Batch system

Overview

On JUWELS the Slurm (Simple Linux Utility for Resource Management) Workload Manager, a free open-source resource manager and batch system, is employed. Slurm is a modern, extensible batch system that is widely deployed around the world on clusters of various sizes.

A Slurm installation consists of several programs and daemons. The slurmctld daemon is the central brain of the batch system responsible for monitoring the available resources and scheduling batch jobs. The slurmctld runs on an administrative node with a special setup to ensure availability in the case of hardware failures. Most user programs such as srun, sbatch, salloc and scontrol interact with the slurmctld. For the purpose of job accounting slurmctld communicates with the slurmdbd database daemon. Information from the accounting database can be queries using the sacct command. Slurm combines the functionality of the batch system and resource management. For this purpose Slurm provides the slurmd daemon which runs on the compute nodes and interacts with slurmctld. For the executing of user processes slurmstepd instances are spawned by slurmd to shepherd the user processes.

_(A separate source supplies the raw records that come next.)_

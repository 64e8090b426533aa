//! Widget errors

use thiserror::Error;

/// Errors surfaced by widget operations
///
/// Numeric misconfiguration is never an error: it is floored or defaulted
/// when options are sanitized.
#[derive(Debug, Error)]
pub enum WidgetError {
    #[error("item index {index} is out of range for a list of {len} items")]
    IndexOutOfRange { index: usize, len: usize },

    #[error("failed to parse widget options: {0}")]
    Config(#[from] toml::de::Error),
}

pub type Result<T> = std::result::Result<T, WidgetError>;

On JUWELS no slurmd is running on the compute nodes. Instead the process management is performed by psid, the management daemon from the Parastation Cluster Suite. A plugin psslurm to psid replaces slurmd on the compute nodes of JUWELS. Therefore only one daemon is required on the compute nodes for the resource management which minimizes jitter that could affect large-scale applications.

Available Partitions

In Slurm multiple nodes can be grouped into partitions which are sets of nodes with associated limits (for wall-clock time, job size, etc.). Partitions can overlap. Please refer to the Quick Introduction page for a list of the available partitions on JUWELS.

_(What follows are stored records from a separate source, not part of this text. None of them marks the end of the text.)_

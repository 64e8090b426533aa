//! Scrollbar thumbs
//!
//! Thumb geometry is a pure function of the scroll state; [`Scrollbars`]
//! owns the two thumb nodes and their show/fade cycle.

use glide_animation::{Easing, Timer, Tween};
use glide_core::{NodeId, Point, RectStyle, SceneGraph, Size};
use tracing::debug;

use crate::options::{ScrollDirection, ScrollbarOptions};
use crate::scroll::physics::ScrollState;

#[derive(Debug, Clone, Copy, PartialEq, Eq, Hash)]
pub enum ScrollbarAxis {
    Vertical,
    Horizontal,
}

/// Derived thumb geometry for one axis
#[derive(Debug, Clone, Copy, PartialEq)]
pub struct ScrollbarThumb {
    pub axis: ScrollbarAxis,
    pub visible: bool,
    /// Extent along the scroll axis
    pub length: f32,
    /// Distance from the start of the track along the scroll axis
    pub offset: f32,
    pub thickness: f32,
    pub opacity: f32,
}

/// Thumb `(length, offset)` along one axis, `None` when nothing scrolls
pub fn thumb_geometry(
    viewport: f32,
    content: f32,
    scroll: f32,
    max_scroll: f32,
    options: &ScrollbarOptions,
) -> Option<(f32, f32)> {
    if content <= viewport || content <= 0.0 {
        return None;
    }
    let padding = options.padding;
    let ratio = (viewport / content).min(1.0);
    let length = (viewport * ratio - 2.0 * padding).max(options.min_thumb_length);
    let progress = if max_scroll == 0.0 {
        0.0
    } else {
        scroll / max_scroll
    };
    let offset = padding + (viewport - length - 2.0 * padding) * progress;
    Some((length, offset))
}

/// Compute both thumbs for the current state
pub fn compute_thumbs(
    state: &ScrollState,
    content: Size,
    viewport: Size,
    direction: ScrollDirection,
    options: &ScrollbarOptions,
    opacity: f32,
) -> [ScrollbarThumb; 2] {
    let vertical = (options.enabled && direction.allows_y())
        .then(|| {
            thumb_geometry(
                viewport.height,
                content.height,
                state.scroll_y,
                state.max_scroll_y,
                options,
            )
        })
        .flatten();
    let horizontal = (options.enabled && direction.allows_x())
        .then(|| {
            thumb_geometry(
                viewport.width,
                content.width,
                state.scroll_x,
                state.max_scroll_x,
                options,
            )
        })
        .flatten();

    let thumb = |axis, geometry: Option<(f32, f32)>, thickness| {
        let (length, offset) = geometry.unwrap_or((0.0, 0.0));
        ScrollbarThumb {
            axis,
            visible: geometry.is_some(),
            length,
            offset,
            thickness,
            opacity,
        }
    };
    [
        thumb(ScrollbarAxis::Vertical, vertical, options.width),
        thumb(ScrollbarAxis::Horizontal, horizontal, options.height),
    ]
}

/// Show-then-fade opacity cycle
///
/// At most one fade timer and one fade tween exist; showing again cancels
/// both.
#[derive(Debug, Clone, Default)]
pub(crate) struct FadeCycle {
    opacity: f32,
    timer: Option<Timer>,
    tween: Option<Tween>,
}

impl FadeCycle {
    pub fn opacity(&self) -> f32 {
        self.opacity
    }

    pub fn show(&mut self, opacity: f32, delay_ms: f32) {
        self.opacity = opacity;
        self.tween = None;
        self.timer = Some(Timer::after(delay_ms));
    }

    /// Advance the cycle; returns true if the opacity changed
    pub fn tick(&mut self, dt_ms: f32, fade_ms: f32) -> bool {
        if let Some(timer) = self.timer.as_mut() {
            if timer.tick(dt_ms) {
                self.timer = None;
                self.tween = Some(Tween::new(self.opacity, 0.0, fade_ms, Easing::EaseOut));
                debug!("scrollbar fade out started");
            }
            return false;
        }
        let Some(tween) = self.tween.as_mut() else {
            return false;
        };
        self.opacity = tween.tick(dt_ms);
        if tween.is_finished() {
            self.tween = None;
        }
        true
    }

    pub fn is_active(&self) -> bool {
        self.timer.is_some() || self.tween.is_some()
    }

    pub fn cancel(&mut self) {
        self.timer = None;
        self.tween = None;
    }
}

/// The two thumb nodes inside a scroll view
#[derive(Debug)]
pub(crate) struct Scrollbars {
    vertical: NodeId,
    horizontal: NodeId,
    fade: FadeCycle,
}

impl Scrollbars {
    pub fn new(scene: &mut dyn SceneGraph, parent: NodeId, options: &ScrollbarOptions) -> Self {
        let style = RectStyle {
            fill: options.color,
            stroke: options.border_color,
            stroke_width: options.border_width,
            corner_radius: options.corner_radius,
            opacity: 0.0,
            visible: false,
        };
        let container = scene.create_group();
        let vertical = scene.create_rect(style);
        let horizontal = scene.create_rect(style);
        scene.add_child(container, vertical);
        scene.add_child(container, horizontal);
        scene.add_child(parent, container);
        for node in [vertical, horizontal] {
            scene.set_opacity(node, 0.0);
            scene.set_visible(node, false);
        }
        Self {
            vertical,
            horizontal,
            fade: FadeCycle::default(),
        }
    }

    pub fn opacity(&self) -> f32 {
        self.fade.opacity()
    }

    /// Apply derived thumb geometry to the nodes
    pub fn layout(
        &self,
        scene: &mut dyn SceneGraph,
        thumbs: &[ScrollbarThumb; 2],
        viewport: Size,
        options: &ScrollbarOptions,
    ) {
        let [vertical, horizontal] = thumbs;

        scene.set_visible(self.vertical, vertical.visible);
        if vertical.visible {
            let x = viewport.width - vertical.thickness - options.padding;
            scene.set_position(self.vertical, Point::new(x, vertical.offset));
            scene.set_size(self.vertical, Size::new(vertical.thickness, vertical.length));
        }

        scene.set_visible(self.horizontal, horizontal.visible);
        if horizontal.visible {
            let y = viewport.height - horizontal.thickness - options.padding;
            scene.set_position(self.horizontal, Point::new(horizontal.offset, y));
            scene.set_size(
                self.horizontal,
                Size::new(horizontal.length, horizontal.thickness),
            );
        }
    }

    /// Restart the show/fade cycle at full visible opacity
    pub fn show(&mut self, scene: &mut dyn SceneGraph, options: &ScrollbarOptions) {
        if !options.enabled {
            return;
        }
        self.fade.show(options.opacity, options.fade_delay_ms);
        self.apply_opacity(scene);
    }

    pub fn tick(&mut self, scene: &mut dyn SceneGraph, dt_ms: f32, options: &ScrollbarOptions) -> bool {
        if self.fade.tick(dt_ms, options.fade_duration_ms) {
            self.apply_opacity(scene);
        }
        self.fade.is_active()
    }

    pub fn is_fading(&self) -> bool {
        self.fade.is_active()
    }

    pub fn cancel(&mut self) {
        self.fade.cancel();
    }

    fn apply_opacity(&self, scene: &mut dyn SceneGraph) {
        let opacity = self.fade.opacity();
        scene.set_opacity(self.vertical, opacity);
        scene.set_opacity(self.horizontal, opacity);
        scene.request_redraw();
    }
}

#[cfg(test)]
mod tests {
    use super::*;
    use glide_core::RetainedScene;

    #[test]
    fn test_thumb_geometry_proportional() {
        let options = ScrollbarOptions::default();
        // viewport 250 over content 910: 250 * 250/910 - 4 = 64.68
        let (length, offset) = thumb_geometry(250.0, 910.0, 0.0, 660.0, &options).unwrap();
        assert!((length - 64.68).abs() < 0.01);
        assert_eq!(offset, 2.0);

        let (_, end) = thumb_geometry(250.0, 910.0, 660.0, 660.0, &options).unwrap();
        assert!((end - (2.0 + 250.0 - length - 4.0)).abs() < 0.001);
    }

    #[test]
    fn test_thumb_minimum_length() {
        let options = ScrollbarOptions::default();
        let (length, _) = thumb_geometry(100.0, 100_000.0, 0.0, 99_900.0, &options).unwrap();
        assert_eq!(length, 20.0);
    }

    #[test]
    fn test_thumb_hidden_when_content_fits() {
        let options = ScrollbarOptions::default();
        assert_eq!(thumb_geometry(250.0, 250.0, 0.0, 0.0, &options), None);
        assert_eq!(thumb_geometry(250.0, 100.0, 0.0, 0.0, &options), None);
    }

    #[test]
    fn test_direction_hides_disabled_axis() {
        let state = ScrollState {
            max_scroll_x: 100.0,
            max_scroll_y: 660.0,
            ..ScrollState::default()
        };
        let thumbs = compute_thumbs(
            &state,
            Size::new(400.0, 910.0),
            Size::new(300.0, 250.0),
            ScrollDirection::Vertical,
            &ScrollbarOptions::default(),
            0.6,
        );
        assert!(thumbs[0].visible);
        assert!(!thumbs[1].visible);
    }

    #[test]
    fn test_fade_cycle() {
        let mut fade = FadeCycle::default();
        fade.show(0.6, 1000.0);
        assert_eq!(fade.opacity(), 0.6);

        assert!(!fade.tick(999.0, 300.0));
        assert_eq!(fade.opacity(), 0.6);
        // Timer fires, fade starts next frame
        assert!(!fade.tick(1.0, 300.0));
        assert!(fade.is_active());

        assert!(fade.tick(150.0, 300.0));
        assert!(fade.opacity() < 0.6 && fade.opacity() > 0.0);
        assert!(fade.tick(150.0, 300.0));
        assert_eq!(fade.opacity(), 0.0);
        assert!(!fade.is_active());
    }

    #[test]
    fn test_show_resets_pending_fade() {
        let mut fade = FadeCycle::default();
        fade.show(0.6, 1000.0);
        fade.tick(900.0, 300.0);
        fade.show(0.6, 1000.0);
        fade.tick(900.0, 300.0);
        assert_eq!(fade.opacity(), 0.6);
        assert!(fade.is_active());
    }

    #[test]
    fn test_thumb_nodes_start_hidden() {
        let mut scene = RetainedScene::new();
        let root = scene.create_group();
        let bars = Scrollbars::new(&mut scene, root, &ScrollbarOptions::default());
        let container = scene.children(root)[0];
        assert_eq!(scene.children(container), vec![bars.vertical, bars.horizontal]);
        for node in scene.children(container) {
            assert_eq!(scene.opacity(node), 0.0);
            assert!(!scene.is_visible(node));
        }
    }
}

Allocations, Jobs and Job Steps

In Slurm a job is an allocation of selected resources for a specific amount of time. A job allocation can be requested using sbatch and salloc. Within a job multiple job steps can be executed using srun that use all or a subset of the allocated compute nodes. Job steps may execute at the same time if the resource allocation permits it.

Slurm commands

Below a list of the most important Slurm user commands available on JUWELS is given.

sbatch

is used to submit a batch script (which can be a bash, Perl or Python script)

The script will be executed on the first node in the allocation chosen by the scheduler. The working directory coincides with the working directory of the sbatch program. Within the script one or multiple srun commands can be used to create job steps and execute (MPI) parallel applications.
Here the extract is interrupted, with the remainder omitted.